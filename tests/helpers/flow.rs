//! Flow and notification doubles.

// Shared across several test binaries; not every binary uses every helper.
#![allow(dead_code)]

use std::future::Future;
use std::sync::atomic::{AtomicBool, Ordering};
use std::sync::{Arc, Mutex};
use std::time::Duration;

use async_trait::async_trait;
use connector_runtime::{
    ConnectionAction, ConnectionNotification, ConnectorError, ConnectorResult, FlowConstruct,
    Message, NotificationListener,
};

/// Flow that records what it processes and the failures reported to it.
pub struct TestFlow {
    name: String,
    started: AtomicBool,
    processed: Mutex<Vec<String>>,
    exceptions: Mutex<Vec<String>>,
}

impl TestFlow {
    pub fn new(name: &str) -> Arc<Self> {
        Arc::new(Self {
            name: name.to_string(),
            started: AtomicBool::new(true),
            processed: Mutex::new(Vec::new()),
            exceptions: Mutex::new(Vec::new()),
        })
    }

    /// A flow whose own lifecycle has not started yet.
    pub fn stopped(name: &str) -> Arc<Self> {
        let flow = Self::new(name);
        flow.started.store(false, Ordering::SeqCst);
        flow
    }

    pub fn set_started(&self, started: bool) {
        self.started.store(started, Ordering::SeqCst);
    }

    pub fn processed(&self) -> Vec<String> {
        self.processed.lock().unwrap().clone()
    }

    pub fn exceptions(&self) -> Vec<String> {
        self.exceptions.lock().unwrap().clone()
    }
}

#[async_trait]
impl FlowConstruct for TestFlow {
    fn name(&self) -> &str {
        &self.name
    }

    fn is_started(&self) -> bool {
        self.started.load(Ordering::SeqCst)
    }

    async fn process(&self, message: Message) -> ConnectorResult<Option<Message>> {
        let text = message.as_text().unwrap_or_default();
        self.processed.lock().unwrap().push(text.clone());
        Ok(Some(Message::text(format!("processed {text}"))))
    }

    fn handle_exception(&self, error: &ConnectorError) {
        self.exceptions.lock().unwrap().push(error.to_string());
    }
}

/// Records every published connection notification.
#[derive(Default)]
pub struct NotificationRecorder {
    seen: Mutex<Vec<ConnectionNotification>>,
}

impl NotificationRecorder {
    pub fn new() -> Arc<Self> {
        Arc::new(Self::default())
    }

    pub fn actions_for(&self, resource_id: &str) -> Vec<ConnectionAction> {
        self.seen
            .lock()
            .unwrap()
            .iter()
            .filter(|n| n.resource_id == resource_id)
            .map(|n| n.action)
            .collect()
    }
}

impl NotificationListener for NotificationRecorder {
    fn on_notification(&self, notification: &ConnectionNotification) {
        self.seen.lock().unwrap().push(notification.clone());
    }
}

/// Await `condition` becoming true, checking every 10ms for up to `timeout`.
pub async fn eventually<F>(timeout: Duration, mut condition: F) -> bool
where
    F: FnMut() -> bool,
{
    let deadline = tokio::time::Instant::now() + timeout;
    loop {
        if condition() {
            return true;
        }
        if tokio::time::Instant::now() >= deadline {
            return false;
        }
        tokio::time::sleep(Duration::from_millis(10)).await;
    }
}

/// Run `future` with a generous upper bound so a hang fails instead of
/// blocking the test binary.
pub async fn bounded<T>(future: impl Future<Output = T>) -> T {
    tokio::time::timeout(Duration::from_secs(10), future)
        .await
        .expect("operation did not complete within 10s")
}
___
[PROBLEM DESCRIPTION]
List the lines of the entries that include "NotificationListener".

[ANSWER AREA]
    Message, NotificationListener,
impl NotificationListener for NotificationRecorder {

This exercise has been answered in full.